O padre Ferdinando Mancílio, por sua vez, chamou de falsa a justificativa de defesa da vida e afirmou que o objetivo do ato seria a obtenção de poder. Mancílio também criticou quem se apresenta como cristão e apoia armas.

Nikolas argumentou que qualquer objeto pode ser utilizado para o mal e citou referências bíblicas para sustentar o debate sobre armas e proteção. Ele questionou ainda se a segurança do papa é garantida apenas por textos sagrados, sugerindo que isso não procede.

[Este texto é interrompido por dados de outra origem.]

//! Request handlers for the matchmaking API

use super::protocol::*;
use super::HttpState;
use crate::error::MatchmakingError;
use crate::service::health::{HealthCheck, HealthStatus};
use axum::{
    extract::State,
    http::StatusCode,
    response::{IntoResponse, Response},
    Json,
};
use prometheus::{Encoder, TextEncoder};
use serde_json::json;
use tracing::{debug, error};

/// Engine failure rendered as an HTTP error
#[derive(Debug)]
pub struct ApiError(anyhow::Error);

impl From<anyhow::Error> for ApiError {
    fn from(err: anyhow::Error) -> Self {
        Self(err)
    }
}

impl IntoResponse for ApiError {
    fn into_response(self) -> Response {
        let (status, body) = match self.0.downcast_ref::<MatchmakingError>() {
            Some(err) if err.is_caller_error() => {
                let status = match err {
                    MatchmakingError::Validation { .. } => StatusCode::BAD_REQUEST,
                    _ => StatusCode::NOT_FOUND,
                };
                debug!("Rejected request: {}", err);
                (
                    status,
                    ErrorResponse {
                        error_code: err.code(),
                        error_message: err.to_string(),
                    },
                )
            }
            _ => {
                error!("Request failed: {:#}", self.0);
                (
                    StatusCode::INTERNAL_SERVER_ERROR,
                    ErrorResponse {
                        error_code: None,
                        error_message: "Internal server error".to_string(),
                    },
                )
            }
        };

        (status, Json(body)).into_response()
    }
}

type ApiResult<T> = std::result::Result<Json<T>, ApiError>;

pub async fn list_servers(State(state): State<HttpState>) -> ApiResult<ServersResponse> {
    let servers = state.matchmaker.list_servers().await?;
    Ok(Json(ServersResponse {
        servers: servers.into_iter().map(ServerListing::from).collect(),
    }))
}

pub async fn list_queue(State(state): State<HttpState>) -> ApiResult<QueueResponse> {
    let players = state.matchmaker.list_queue().await?;
    Ok(Json(QueueResponse {
        players: players.into_iter().map(QueueListing::from).collect(),
    }))
}

pub async fn register(
    State(state): State<HttpState>,
    Json(request): Json<RegisterServerRequest>,
) -> ApiResult<RegisterResponse> {
    let id = state.matchmaker.register(request.into()).await?;
    Ok(Json(RegisterResponse { id }))
}

pub async fn deregister(
    State(state): State<HttpState>,
    Json(request): Json<ServerIdRequest>,
) -> ApiResult<RemovedResponse> {
    let removed_id = state.matchmaker.deregister(&request.id).await?;
    Ok(Json(RemovedResponse { removed_id }))
}

pub async fn heartbeat(
    State(state): State<HttpState>,
    Json(request): Json<ServerIdRequest>,
) -> ApiResult<HeartbeatResponse> {
    let updated_id = state.matchmaker.heartbeat(&request.id).await?;
    Ok(Json(HeartbeatResponse { updated_id }))
}

pub async fn set_status(
    State(state): State<HttpState>,
    Json(request): Json<SetStatusRequest>,
) -> ApiResult<SetStatusResponse> {
    let server = state
        .matchmaker
        .set_status(&request.id, request.status)
        .await?;
    Ok(Json(SetStatusResponse {
        id: server.id,
        status: server.status,
    }))
}

pub async fn notify_player_joined(
    State(state): State<HttpState>,
    Json(request): Json<PlayerNotificationRequest>,
) -> ApiResult<PlayerNotificationResponse> {
    state
        .matchmaker
        .notify_player_joined(&request.server_id, &request.player_id)
        .await?;
    Ok(Json(PlayerNotificationResponse {
        server_id: request.server_id,
        player_id: request.player_id,
    }))
}

pub async fn notify_player_left(
    State(state): State<HttpState>,
    Json(request): Json<PlayerNotificationRequest>,
) -> ApiResult<PlayerNotificationResponse> {
    state
        .matchmaker
        .notify_player_left(&request.server_id, &request.player_id)
        .await?;
    Ok(Json(PlayerNotificationResponse {
        server_id: request.server_id,
        player_id: request.player_id,
    }))
}

pub async fn enqueue(
    State(state): State<HttpState>,
    Json(request): Json<EnqueueRequest>,
) -> ApiResult<EnqueueResponse> {
    let receipt = state.matchmaker.enqueue(request.into()).await?;
    Ok(Json(EnqueueResponse {
        player_id: receipt.player_id,
        status: receipt.status,
    }))
}

pub async fn dequeue(
    State(state): State<HttpState>,
    Json(request): Json<PlayerIdRequest>,
) -> ApiResult<RemovedResponse> {
    let removed_id = state.matchmaker.dequeue(&request.player_id).await?;
    Ok(Json(RemovedResponse { removed_id }))
}

pub async fn poll_matchmaking(
    State(state): State<HttpState>,
    Json(request): Json<PlayerIdRequest>,
) -> ApiResult<PollResponse> {
    let outcome = state
        .matchmaker
        .poll_matchmaking(&request.player_id)
        .await?;
    Ok(Json(outcome.into()))
}

/// Root endpoint handler - shows service information
pub async fn root(State(state): State<HttpState>) -> impl IntoResponse {
    Json(json!({
        "service": state.service_name,
        "version": env!("CARGO_PKG_VERSION"),
        "endpoints": [
            "/client/servers",
            "/client/enqueue",
            "/client/dequeue",
            "/client/pollMatchmaking",
            "/server/register",
            "/server/deregister",
            "/server/sendHeartbeat",
            "/server/setStatus",
            "/server/notifyPlayerJoined",
            "/server/notifyPlayerLeft",
            "/admin/queue",
            "/health",
            "/metrics",
            "/stats"
        ]
    }))
}

/// Health check endpoint handler
pub async fn health(State(state): State<HttpState>) -> impl IntoResponse {
    debug!("Health check requested");

    let running = *state.is_running.read().await;
    let status = match HealthCheck::check(&state.matchmaker, &state.service_name, running).await {
        Ok(health) => health.status,
        Err(e) => {
            error!("Health check failed: {}", e);
            HealthStatus::Unhealthy
        }
    };

    let code = match status {
        HealthStatus::Healthy | HealthStatus::Degraded => StatusCode::OK,
        HealthStatus::Unhealthy => StatusCode::SERVICE_UNAVAILABLE,
    };

    (
        code,
        Json(json!({
            "status": status,
            "service": state.service_name,
            "version": env!("CARGO_PKG_VERSION")
        })),
    )
}

/// Engine statistics endpoint handler
pub async fn stats(State(state): State<HttpState>) -> impl IntoResponse {
    debug!("Stats endpoint requested");

    match state.matchmaker.stats().await {
        Ok(stats) => (
            StatusCode::OK,
            Json(json!({
                "service": {
                    "name": state.service_name,
                    "version": env!("CARGO_PKG_VERSION")
                },
                "servers": {
                    "total": stats.servers_total,
                    "open": stats.servers_open
                },
                "players": {
                    "total": stats.players_total(),
                    "queued": stats.players_queued,
                    "matched": stats.players_matched,
                    "joined": stats.players_joined
                },
                "timestamp": chrono::Utc::now()
            })),
        ),
        Err(e) => {
            error!("Failed to get stats: {}", e);
            (
                StatusCode::SERVICE_UNAVAILABLE,
                Json(json!({
                    "error": "Failed to get service stats",
                    "timestamp": chrono::Utc::now()
                })),
            )
        }
    }
}

/// Prometheus metrics endpoint handler
pub async fn metrics(State(state): State<HttpState>) -> Response {
    debug!("Metrics endpoint requested");

    // Gauges are snapshots; refresh them before encoding
    if let Err(e) = state.matchmaker.stats().await {
        error!("Failed to refresh gauges: {}", e);
    }

    let metric_families = state.metrics_collector.registry().gather();
    let encoder = TextEncoder::new();

    match encoder.encode_to_string(&metric_families) {
        Ok(output) => {
            debug!("Serving {} metric families", metric_families.len());
            (
                StatusCode::OK,
                [("content-type", encoder.format_type().to_string())],
                output,
            )
                .into_response()
        }
        Err(e) => {
            error!("Failed to encode metrics: {}", e);
            (
                StatusCode::INTERNAL_SERVER_ERROR,
                "Failed to encode metrics".to_string(),
            )
                .into_response()
        }
    }
}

A caminhada partiu de Minas Gerais com destino a Brasília. Ao chegar à capital, no dia 25, ocorreu um ato em defesa da anistia e do ex-presidente Jair Bolsonaro (PL). A manifestação, dedicada àquelas pautas, enfrentou chuva intensa e um raio atingiu militantes, sem registro de mortes.

Repercussões do ato e contexto

Integram o debate a leitura de que a mobilização foi usada como palanque político e as avaliações sobre o papel da fé em manifestações públicas. Não houve confirmação de novas datas do movimento nem de desdobramentos legais até o momento.